Nach Auffassung des Rechtsausschusses lassen all diese Untersuchungsgegenstände in der Auftragsdrucksache nur die Bewertung zu: verfassungswidrig.
Zweitens. Soweit die Untersuchung im zweiten Aufzählungspunkt auf den jeweiligen Kenntnisstand der Staatsregierung und ihrer Mitglieder, maßgeblicher Verantwortungsträger und nachgeordneter Behörden der Staatsanwaltschaften und Gerichte abstellt, liegt nach der Auffassung des Rechtsausschusses ebenfalls ein unzulässiger Untersuchungsgegenstand vor.
Im Rahmen des Fortgangs der noch laufenden strafrechtlichen Ermittlungen wird sich dieser Kenntnisstand wohl noch wandeln; mit an Sicherheit grenzender Wahrscheinlichkeit ist die heutige Erkenntnis eine andere, als sie vor einigen Wochen vorgelegen hat, auch gegenüber der Plenardebatte vom 4. Juli 2007.

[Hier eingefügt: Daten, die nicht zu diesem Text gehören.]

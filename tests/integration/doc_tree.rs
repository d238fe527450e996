mod common;

use std::collections::HashSet;

use common::{doc_with_sections, section_node};
use serde_json::json;

use arbor::doc::{
    apply_section_upsert, apply_structure, body_with_text, doc_hash, extract_sections,
    extract_tags, extract_upload_refs, flatten_structure, heading_with_text,
    insert_section_after, remove_sections, StructureNode,
};

fn node(section_id: &str, parent_id: Option<&str>, position: i64) -> StructureNode {
    StructureNode {
        section_id: section_id.to_string(),
        parent_id: parent_id.map(str::to_string),
        position,
        collapsed: false,
    }
}

#[test]
fn sections_extract_title_and_joined_text() {
    let doc = doc_with_sections(&[("s1", "Title", "Body text"), ("s2", "Only", "")]);
    let rows = extract_sections(&doc);
    assert_eq!(rows.len(), 2);
    assert_eq!(rows[0].section_id, "s1");
    assert_eq!(rows[0].title, "Title");
    assert_eq!(rows[0].text, "Title Body text");
    assert_eq!(rows[1].text, "Only");
}

#[test]
fn upsert_then_extract_round_trips() {
    let mut doc = doc_with_sections(&[("s1", "old", "old body")]);
    assert!(apply_section_upsert(
        &mut doc,
        "s1",
        heading_with_text("new title"),
        body_with_text("new body"),
    ));
    let rows = extract_sections(&doc);
    assert_eq!(rows[0].title, "new title");
    assert_eq!(rows[0].text, "new title new body");
}

#[test]
fn upsert_preserves_the_children_subtree() {
    let mut parent = section_node("p", "parent", "body");
    parent["content"][2]["content"] = json!([section_node("c", "child", "")]);
    let mut doc = json!({ "type": "doc", "content": [parent] });

    assert!(apply_section_upsert(
        &mut doc,
        "p",
        heading_with_text("renamed"),
        body_with_text(""),
    ));
    let ids: Vec<String> = extract_sections(&doc)
        .into_iter()
        .map(|r| r.section_id)
        .collect();
    assert_eq!(ids, vec!["p", "c"]);
}

#[test]
fn upsert_of_unknown_section_reports_false() {
    let mut doc = doc_with_sections(&[("s1", "x", "")]);
    assert!(!apply_section_upsert(
        &mut doc,
        "nope",
        heading_with_text("y"),
        body_with_text(""),
    ));
}

#[test]
fn remove_sections_filters_whole_subtrees() {
    let mut parent = section_node("p", "parent", "");
    parent["content"][2]["content"] = json!([section_node("c", "child", "")]);
    let mut doc = json!({ "type": "doc", "content": [parent, section_node("s", "sib", "")] });

    let doomed: HashSet<String> = ["p".to_string()].into_iter().collect();
    remove_sections(&mut doc, &doomed);
    let ids: Vec<String> = extract_sections(&doc)
        .into_iter()
        .map(|r| r.section_id)
        .collect();
    assert_eq!(ids, vec!["s"]);
}

#[test]
fn insert_after_lands_next_to_the_sibling() {
    let mut doc = doc_with_sections(&[("s1", "a", ""), ("s2", "b", "")]);
    assert!(insert_section_after(
        &mut doc,
        "s1",
        section_node("s1b", "between", ""),
    ));
    let ids: Vec<String> = extract_sections(&doc)
        .into_iter()
        .map(|r| r.section_id)
        .collect();
    assert_eq!(ids, vec!["s1", "s1b", "s2"]);
}

#[test]
fn upload_refs_are_filtered_to_the_uploads_prefix() {
    let doc = json!({
        "type": "doc",
        "content": [
            { "type": "image", "attrs": { "src": "/uploads/a.png" } },
            { "type": "image", "attrs": { "src": "https://elsewhere.example/b.png" } },
            { "type": "image", "attrs": { "src": "/uploads/a.png" } }
        ]
    });
    let refs = extract_upload_refs(&doc, "/uploads/");
    assert_eq!(refs.len(), 1);
    assert!(refs.contains("/uploads/a.png"));
}

#[test]
fn hashtags_are_collected_case_insensitively() {
    let doc = doc_with_sections(&[("s1", "notes #Rust", "about #rust and #wal-mode, x#not")]);
    let tags = extract_tags(&doc);
    let keys: Vec<&str> = tags.iter().map(|t| t.key.as_str()).collect();
    assert_eq!(keys.iter().filter(|k| **k == "rust").count(), 2);
    assert!(keys.contains(&"wal-mode"));
    assert!(!keys.contains(&"not"));
}

#[test]
fn structure_reshapes_nesting_and_order() {
    let mut doc = doc_with_sections(&[("a", "a", ""), ("b", "b", ""), ("c", "c", "")]);
    // b becomes a child of a; c moves before a at the root.
    let nodes = vec![
        node("a", None, 1),
        node("b", Some("a"), 0),
        node("c", None, 0),
    ];
    apply_structure(&mut doc, &nodes);

    let flat = flatten_structure(&doc);
    let order: Vec<(&str, Option<&str>)> = flat
        .iter()
        .map(|n| (n.section_id.as_str(), n.parent_id.as_deref()))
        .collect();
    assert_eq!(
        order,
        vec![("c", None), ("a", None), ("b", Some("a"))]
    );
}

#[test]
fn applying_the_same_snapshot_twice_is_a_no_op() {
    let mut doc = doc_with_sections(&[("a", "a", ""), ("b", "b", ""), ("c", "c", "")]);
    let nodes = vec![
        node("b", None, 0),
        node("a", Some("b"), 0),
        node("c", Some("b"), 1),
    ];
    apply_structure(&mut doc, &nodes);
    let first = doc_hash(&doc);
    apply_structure(&mut doc, &nodes);
    assert_eq!(doc_hash(&doc), first);
}

#[test]
fn unmentioned_sections_are_appended_to_the_root() {
    let mut doc = doc_with_sections(&[("a", "a", ""), ("orphan", "o", "")]);
    let outcome = apply_structure(&mut doc, &[node("a", None, 0)]);
    assert_eq!(outcome.orphans_appended, 1);
    let ids: Vec<String> = extract_sections(&doc)
        .into_iter()
        .map(|r| r.section_id)
        .collect();
    assert_eq!(ids, vec!["a", "orphan"]);
}

#[test]
fn snapshot_rows_missing_locally_are_counted() {
    let mut doc = doc_with_sections(&[("a", "a", "")]);
    let outcome = apply_structure(&mut doc, &[node("a", None, 0), node("ghost", None, 1)]);
    assert_eq!(outcome.missing, 1);
    assert_eq!(outcome.placed, 1);
}

#[test]
fn flatten_assigns_dense_positions_per_sibling_group() {
    let mut parent = section_node("p", "p", "");
    parent["content"][2]["content"] =
        json!([section_node("c1", "", ""), section_node("c2", "", "")]);
    let doc = json!({ "type": "doc", "content": [parent, section_node("r2", "", "")] });

    let flat = flatten_structure(&doc);
    let find = |id: &str| flat.iter().find(|n| n.section_id == id).unwrap();
    assert_eq!(find("p").position, 0);
    assert_eq!(find("r2").position, 1);
    assert_eq!(find("c1").position, 0);
    assert_eq!(find("c2").position, 1);
    assert_eq!(find("c1").parent_id.as_deref(), Some("p"));
}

Drittens. Soweit im achten Aufzählungspunkt auf die seitens der Staatsregierung gezogenen oder zu ziehenden Konsequenzen zur künftigen Gewährleistung der uneingeschränkten Funktionsfähigkeit elementarer Mechanismen abgestellt wird, liegt ebenfalls ein Verstoß gegen den Grundsatz der Ex-Post-Kontrolle vor. Es ist offensichtlich, dass die Staatsregierung derzeit selbst noch Klarheit zu den Konsequenzen sucht, die aus den dem Untersuchungsgegenstand zugrunde liegenden Vorgängen zu ziehen sind. Nach heutigem Kenntnisstand sind zwei Prüfteams mit hochrangigen Experten eingesetzt, die bis September 2007 die Arbeitsabläufe – –
(Prof. Dr. Peter Porsch, Linksfraktion: Sie haben sich an die Geschäftsordnung zu halten! – Zuruf von der Linksfraktion: Das darf doch nicht wahr sein!)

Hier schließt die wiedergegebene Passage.